The Nathan Deal Judicial Center, which houses the Georgia Supreme Court. Bob Andres / bandres@ajc.com

Georgia Supreme Court denies rights to father who encouraged abortion

A family can proceed with the adoption of a 3-year-old boy after the Georgia Supreme Court ruled that the biological father forfeited his rights when he, among other things, offered to pay to abort the child.

The Georgia Supreme Court on Monday ruled 6-3 that Lance and Ashley Hall can proceed with their adoption of the boy, determining that Joshua Brumbelow had abandoned his interest in his biological son.

“We are very pleased with the ruling, and I believe it provides clarity in contested adoption cases like this one,” said Justin Young Hester, the attorney for the Halls and Jeannie Mathenia, the biological mother.

The court found that Brumbelow had not taken steps to prove he was invested in his child until six weeks after his son was born.

“He did not support the mother financially or emotionally, he denied that he was the father, he attended only one doctor’s appointment and that was to determine the pregnancy timeline to determine if he was the father,” Hester said. “He made no offers at any time other than the offer to pay for an abortion and he showed no interest in parenting the child.”

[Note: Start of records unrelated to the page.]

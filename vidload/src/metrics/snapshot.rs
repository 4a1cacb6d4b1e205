use super::series::SeriesKind;
use serde::Serialize;
use std::collections::BTreeMap;
use std::time::Duration;
use thiserror::Error;
use vidload_core::Aggregation;

#[derive(Debug, Error, PartialEq)]
pub enum AggregateError {
    #[error("no samples were recorded")]
    NoSamples,

    #[error("`{aggregation}` does not apply to a {kind}")]
    Unsupported {
        kind: SeriesKind,
        aggregation: String,
    },
}

/// Frozen contents of one series.
#[derive(Debug, Clone, PartialEq, Serialize)]
#[serde(tag = "type", content = "values", rename_all = "snake_case")]
pub enum SeriesValues {
    Rate(RateValues),
    Trend(TrendValues),
    Counter(CounterValues),
}

impl SeriesValues {
    pub fn kind(&self) -> SeriesKind {
        match self {
            SeriesValues::Rate(_) => SeriesKind::Rate,
            SeriesValues::Trend(_) => SeriesKind::Trend,
            SeriesValues::Counter(_) => SeriesKind::Counter,
        }
    }

    /// Read a statistic off the series. An empty series has no statistic at all, so every
    /// threshold on it fails rather than passing vacuously.
    pub fn aggregate(&self, aggregation: Aggregation) -> Result<f64, AggregateError> {
        let value = match (self, aggregation) {
            (SeriesValues::Rate(rate), Aggregation::Rate) => rate.rate,
            (SeriesValues::Counter(counter), Aggregation::Count) => {
                Some(counter.count as f64).filter(|_| counter.count > 0)
            }
            (SeriesValues::Trend(trend), Aggregation::Count) => {
                Some(trend.count as f64).filter(|_| trend.count > 0)
            }
            (SeriesValues::Trend(trend), Aggregation::Avg) => trend.avg,
            (SeriesValues::Trend(trend), Aggregation::Min) => trend.min,
            (SeriesValues::Trend(trend), Aggregation::Max) => trend.max,
            (SeriesValues::Trend(trend), Aggregation::Med) => trend.med,
            (SeriesValues::Trend(trend), Aggregation::Percentile(p)) => trend.percentile(p),
            (values, aggregation) => {
                return Err(AggregateError::Unsupported {
                    kind: values.kind(),
                    aggregation: aggregation.to_string(),
                })
            }
        };
        value.ok_or(AggregateError::NoSamples)
    }
}

#[derive(Debug, Clone, PartialEq, Serialize)]
pub struct RateValues {
    pub passes: u64,
    pub fails: u64,
    pub rate: Option<f64>,
}

impl RateValues {
    pub fn new(passes: u64, fails: u64) -> Self {
        let total = passes + fails;
        let rate = (total > 0).then(|| passes as f64 / total as f64);
        Self {
            passes,
            fails,
            rate,
        }
    }

    pub fn total(&self) -> u64 {
        self.passes + self.fails
    }
}

/// Trend statistics in the unit the samples were recorded in (milliseconds for latencies).
#[derive(Debug, Clone, PartialEq, Serialize)]
pub struct TrendValues {
    pub count: usize,
    pub avg: Option<f64>,
    pub min: Option<f64>,
    pub med: Option<f64>,
    pub max: Option<f64>,
    #[serde(rename = "p(90)")]
    pub p90: Option<f64>,
    #[serde(rename = "p(95)")]
    pub p95: Option<f64>,
    #[serde(rename = "p(99)")]
    pub p99: Option<f64>,
    #[serde(skip)]
    sorted: Vec<f64>,
}

impl TrendValues {
    pub fn new(mut samples: Vec<f64>) -> Self {
        samples.retain(|v| v.is_finite());
        samples.sort_by(|a, b| a.total_cmp(b));

        let mut values = Self {
            count: samples.len(),
            avg: None,
            min: samples.first().copied(),
            med: None,
            max: samples.last().copied(),
            p90: None,
            p95: None,
            p99: None,
            sorted: samples,
        };

        if !values.sorted.is_empty() {
            values.avg = Some(statistical::mean(&values.sorted));
            values.med = Some(statistical::median(&values.sorted));
            values.p90 = values.percentile(90.);
            values.p95 = values.percentile(95.);
            values.p99 = values.percentile(99.);
        }
        values
    }

    /// Exact percentile, linearly interpolated between the two closest ranks.
    pub fn percentile(&self, p: f64) -> Option<f64> {
        let last = self.sorted.len().checked_sub(1)?;
        let rank = (p / 100.).clamp(0., 1.) * last as f64;
        let lo = rank.floor() as usize;
        let hi = rank.ceil() as usize;
        let (low, high) = (self.sorted[lo], self.sorted[hi]);
        Some(low + (high - low) * (rank - lo as f64))
    }
}

#[derive(Debug, Clone, PartialEq, Serialize)]
pub struct CounterValues {
    pub count: u64,
    pub per_second: f64,
}

impl CounterValues {
    pub fn new(count: u64, elapsed: Duration) -> Self {
        let secs = elapsed.as_secs_f64();
        let per_second = if secs > 0. { count as f64 / secs } else { 0. };
        Self { count, per_second }
    }
}

/// Every series of a finalized run, keyed by name.
#[derive(Debug, Clone, PartialEq)]
pub struct Snapshot {
    elapsed: Duration,
    series: BTreeMap<String, SeriesValues>,
}

impl Snapshot {
    pub fn new(elapsed: Duration, series: BTreeMap<String, SeriesValues>) -> Self {
        Self { elapsed, series }
    }

    pub fn elapsed(&self) -> Duration {
        self.elapsed
    }

    pub fn get(&self, name: &str) -> Option<&SeriesValues> {
        self.series.get(name)
    }

    pub fn iter(&self) -> impl Iterator<Item = (&String, &SeriesValues)> {
        self.series.iter()
    }

    pub fn into_series(self) -> BTreeMap<String, SeriesValues> {
        self.series
    }
}

#[cfg(test)]
mod tests {
    use super::*;

    #[test]
    fn percentiles_interpolate() {
        let trend = TrendValues::new((1..=100).map(f64::from).collect());
        assert_eq!(trend.count, 100);
        assert_eq!(trend.min, Some(1.));
        assert_eq!(trend.max, Some(100.));
        assert_eq!(trend.med, Some(50.5));
        assert_eq!(trend.avg, Some(50.5));
        assert_eq!(trend.percentile(0.), Some(1.));
        assert_eq!(trend.percentile(100.), Some(100.));

        let p95 = trend.p95.unwrap();
        assert!((p95 - 95.05).abs() < 1e-9, "p95 was {p95}");
    }

    #[test]
    fn slow_p95_fails_latency_threshold() {
        let mut samples = vec![200.; 90];
        samples.extend([1200.; 10]);
        let trend = SeriesValues::Trend(TrendValues::new(samples));

        let observed = trend.aggregate(Aggregation::Percentile(95.)).unwrap();
        assert_eq!(observed, 1200.);
        let expr: vidload_core::ThresholdExpr = "p(95)<1000".parse().unwrap();
        assert!(!expr.holds(observed));
    }

    #[test]
    fn empty_series_have_no_statistics() {
        let trend = SeriesValues::Trend(TrendValues::new(vec![]));
        assert_eq!(
            trend.aggregate(Aggregation::Percentile(95.)),
            Err(AggregateError::NoSamples)
        );

        let rate = SeriesValues::Rate(RateValues::new(0, 0));
        assert_eq!(rate.aggregate(Aggregation::Rate), Err(AggregateError::NoSamples));

        let counter = SeriesValues::Counter(CounterValues::new(0, Duration::from_secs(3)));
        assert_eq!(counter.aggregate(Aggregation::Count), Err(AggregateError::NoSamples));
    }

    #[test]
    fn mismatched_aggregation_is_unsupported() {
        let rate = SeriesValues::Rate(RateValues::new(1, 1));
        assert!(matches!(
            rate.aggregate(Aggregation::Percentile(95.)),
            Err(AggregateError::Unsupported {
                kind: SeriesKind::Rate,
                ..
            })
        ));
    }

    #[test]
    fn counters_only_count() {
        let counter = SeriesValues::Counter(CounterValues::new(30, Duration::from_secs(10)));
        assert_eq!(counter.aggregate(Aggregation::Count), Ok(30.));
        assert_eq!(
            counter.aggregate(Aggregation::Rate),
            Err(AggregateError::Unsupported {
                kind: SeriesKind::Counter,
                aggregation: "rate".into(),
            })
        );
    }
}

In the decision, Chief Justice Harold D. Melton wrote that one example of Brumbelow abandoning his opportunity to develop a relationship with his biological son was offering to pay for an abortion.

“The offer indicated that Brumbelow wanted no relationship at all with (the child), as an abortion would have ensured that no relationship could ever develop,” Melton wrote. “Brumbelow showed no interest in becoming a father in a true relational sense throughout Mathenia’s pregnancy, and seemingly expressed an interest only upon discovering that the child would be placed for adoption.”

It’s unclear what precedent the ruling will set for parents who consider abortion in a state that made national headlines last year when it passed one of the country’s strictest anti-abortion laws, which would ban the procedure in most cases once a doctor can detect fetal cardiac activity — at around six weeks of pregnancy.

Brumbelow’s attorneys said they were reviewing the order and declined to comment.

In a separate concurring opinion, Justice Charles Bethel said offering to pay for an abortion is not the sole reason that a father’s parental rights should be denied.

“Of course, hearts and minds change and the lack of an interest in parenting at the outset of a pregnancy can give way to genuine parental concern, nurture, and love,” Bethel wrote.

According to court documents, Brumbelow and Mathenia, who was separated from her then-husband at the time, had a one-time sexual encounter in 2015, when the child was conceived.

After telling Brumbelow she was pregnant, Mathenia told the court that he denied he was the father throughout the pregnancy, never visited or inquired about her well-being and did not offer any financial support for doctor visits or maternity clothes.

About two months before the child was born, Mathenia said she sent a text message to Brumbelow’s mother, according to court documents. Once the child was born, Mathenia terminated her parental rights and the Halls have had custody of the boy since he was released from the hospital in July 2016.

Dennis Cathey, one of Brumbelow’s attorneys, said they have not yet decided whether they will ask the court to reconsider the ruling or appeal the case to the U.S. Supreme Court.